Recent Advances in Understanding the Role of PEST Sequence-Containing Proteins in Retinal Neovascularization.

Recent studies have identified significant advancements in understanding the role of PEST sequence-containing proteins in retinal neovascularization. Retinal neovascularization, a critical pathological process, leads to severe visual impairment associated with conditions such as diabetic retinopathy, retinopathy of prematurity, and neovascular age-related macular degeneration. These conditions represent the leading causes of blindness worldwide. Although initially effective, current anti-VEGF treatments can lose efficacy over time and impose a burden due to frequent administrations, highlighting the need for novel therapeutic targets. PEST sequences, characterized by proline, glutamic acid, serine, and threonine enrichment, are structural motifs within proteins that target them for rapid degradation via the ubiquitin-proteasome pathway. Beyond influencing protein degradation, PEST sequences are crucial in regulating angiogenesis and inflammation, essential factors in retinal disease progression.
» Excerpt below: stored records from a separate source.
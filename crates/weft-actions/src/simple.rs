//! Single-page form flow
//!
//! A [`SimpleFormHandler`] supplies the views and the submit step; wrapping
//! it in a [`SimpleFormAction`] runs it through the request lifecycle. The
//! form view is shown on GET and whenever a submission has errors; a clean
//! submission runs [`SimpleFormHandler::do_submit`] and moves on to the
//! success view.

use crate::action::{Action, default_action_name};
use crate::context::{ActionContext, REDIRECT_PREFIX};
use crate::lifecycle::{self, ActionForm, FormAction};
use crate::render::Attributes;
use crate::token::{self, DUPLICATE_SUBMISSION_KEY, DUPLICATE_SUBMISSION_MESSAGE};
use crate::{ActionError, Result};
use weft_forms::{ErrorCollector, FormDeclaration};
use weft_http::StatusCode;

pub trait SimpleFormHandler: Send + Sync {
	type Form: ActionForm;

	fn declaration(&self) -> &FormDeclaration<Self::Form>;

	/// View showing the form; a `redirect:` prefix redirects instead
	fn form_view(&self, ctx: &ActionContext<'_>, form: &Self::Form) -> String;

	/// View shown after a successful submission
	fn success_view(&self, ctx: &ActionContext<'_>, form: &Self::Form) -> String;

	/// Perform the submission; errors recorded here re-show the form
	fn do_submit(&self, ctx: &mut ActionContext<'_>, form: &mut Self::Form, errors: &mut ErrorCollector) -> Result<()>;

	fn prepare_success_view(&self, _ctx: &mut ActionContext<'_>, _form: &Self::Form) -> Result<()> {
		Ok(())
	}

	fn reference_data(&self, _ctx: &ActionContext<'_>, _form: &Self::Form) -> Result<Attributes> {
		Ok(Attributes::new())
	}

	/// Guard submissions with a duplicate-submission token
	fn is_tokenized(&self) -> bool {
		false
	}

	fn meets_privilege_requirements(&self, _ctx: &ActionContext<'_>, _form: &Self::Form) -> Result<bool> {
		Ok(true)
	}

	fn bind_on_new_form(&self, _ctx: &ActionContext<'_>) -> bool {
		false
	}

	fn is_form_submission(&self, ctx: &ActionContext<'_>, _form: &Self::Form) -> bool {
		ctx.request().is_post()
	}
}

/// Runs a [`SimpleFormHandler`] as an [`Action`]
#[derive(Debug, Clone)]
pub struct SimpleFormAction<H> {
	handler: H,
}

impl<H: SimpleFormHandler> SimpleFormAction<H> {
	pub fn new(handler: H) -> Self {
		Self { handler }
	}

	pub fn handler(&self) -> &H {
		&self.handler
	}
}

impl<H: SimpleFormHandler> Action for SimpleFormAction<H> {
	fn name(&self) -> String {
		default_action_name(std::any::type_name::<H>())
	}

	fn execute(&self, ctx: &mut ActionContext<'_>) {
		lifecycle::run(self, ctx);
	}
}

impl<H: SimpleFormHandler> FormAction for SimpleFormAction<H> {
	type Form = H::Form;

	fn declaration(&self) -> &FormDeclaration<H::Form> {
		self.handler.declaration()
	}

	fn bind_on_new_form(&self, ctx: &ActionContext<'_>) -> bool {
		self.handler.bind_on_new_form(ctx)
	}

	fn meets_privilege_requirements(&self, ctx: &ActionContext<'_>, form: &H::Form) -> Result<bool> {
		self.handler.meets_privilege_requirements(ctx, form)
	}

	fn is_form_submission(&self, ctx: &ActionContext<'_>, form: &H::Form) -> bool {
		self.handler.is_form_submission(ctx, form)
	}

	fn reference_data(&self, ctx: &ActionContext<'_>, form: &H::Form) -> Result<Attributes> {
		self.handler.reference_data(ctx, form)
	}

	fn handle_form_submission(
		&self,
		ctx: &mut ActionContext<'_>,
		form: &mut H::Form,
		errors: &mut ErrorCollector,
	) -> Result<()> {
		let declaration = self.handler.declaration();
		if self.handler.is_tokenized() && !token::is_token_valid(ctx, declaration, form)? {
			errors.put(DUPLICATE_SUBMISSION_KEY, DUPLICATE_SUBMISSION_MESSAGE);
			return self.show_form(ctx, form, errors);
		}

		self.handler.do_submit(ctx, form, errors)?;
		if !errors.is_empty() {
			return self.show_form(ctx, form, errors);
		}

		ctx.set_attribute(declaration.name(), form)?;
		self.handler.prepare_success_view(ctx, form)?;
		let view = self.handler.success_view(ctx, form);
		show_view(ctx, &self.name(), &view)?;
		if self.handler.is_tokenized() {
			token::reset_token(ctx, declaration);
		}
		Ok(())
	}

	fn show_form(&self, ctx: &mut ActionContext<'_>, form: &mut H::Form, errors: &mut ErrorCollector) -> Result<()> {
		if errors.is_empty() {
			if let Some(stashed) = ctx.take_stashed_errors()? {
				errors.extend(&stashed);
			}
		}

		let declaration = self.handler.declaration();
		if self.handler.is_tokenized() {
			token::save_token(ctx, declaration, form)?;
		}
		ctx.set_attribute(declaration.name(), form)?;
		let data = self.reference_data(ctx, form)?;
		for (name, value) in &data {
			ctx.set_attribute_value(name.clone(), value.clone());
		}

		let view = self.handler.form_view(ctx, form);
		if let Some(target) = view.strip_prefix(REDIRECT_PREFIX) {
			return ctx.redirect_with_data(target, &data, errors);
		}

		ctx.dump_messages_to_request()?;
		if errors.is_empty() {
			ctx.render(&view)
		} else {
			ctx.render_with_errors(&view, errors)
		}
	}
}

/// Move on to `view` after a successful submission
///
/// - `redirect:<url>` redirects with 303 after a POST and 302 otherwise
/// - template views render after moving session messages into the request
/// - fragment views render as they are
/// - action URLs are redirected to
///
/// # Errors
///
/// Returns [`ActionError::UnresolvableView`] for any other view.
pub fn show_view(ctx: &mut ActionContext<'_>, action_name: &str, view: &str) -> Result<()> {
	let status = if ctx.request().is_post() {
		StatusCode::SEE_OTHER
	} else {
		StatusCode::FOUND
	};

	if let Some(target) = view.strip_prefix(REDIRECT_PREFIX) {
		ctx.redirect_to(target, status);
		return Ok(());
	}

	let settings = ctx.settings();
	let (template, fragment, action) = (
		settings.is_template(view),
		settings.is_fragment(view),
		settings.is_action(view),
	);
	if template {
		ctx.dump_messages_to_request()?;
		ctx.render(view)
	} else if fragment {
		ctx.render(view)
	} else if action {
		ctx.redirect_to(view, status);
		Ok(())
	} else {
		Err(ActionError::UnresolvableView {
			action: action_name.to_string(),
			view: view.to_string(),
		})
	}
}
This review focuses on the dual regulatory roles of PEST sequences in VEGFR-2 degradation and stabilization, crucial receptors in angiogenic signaling, as well as their involvement in essential signaling pathways including Notch and JAK/STAT. These findings suggest that PEST sequences could serve as promising new therapeutic targets to control pathological neovascularization and associated inflammatory responses, paving the way for more effective treatments in retinal diseases. Furthermore, advances in gene editing technologies and innovative drug delivery systems enhance the potential for the development of PEST sequence-targeted therapies, offering promising avenues for future clinical applications.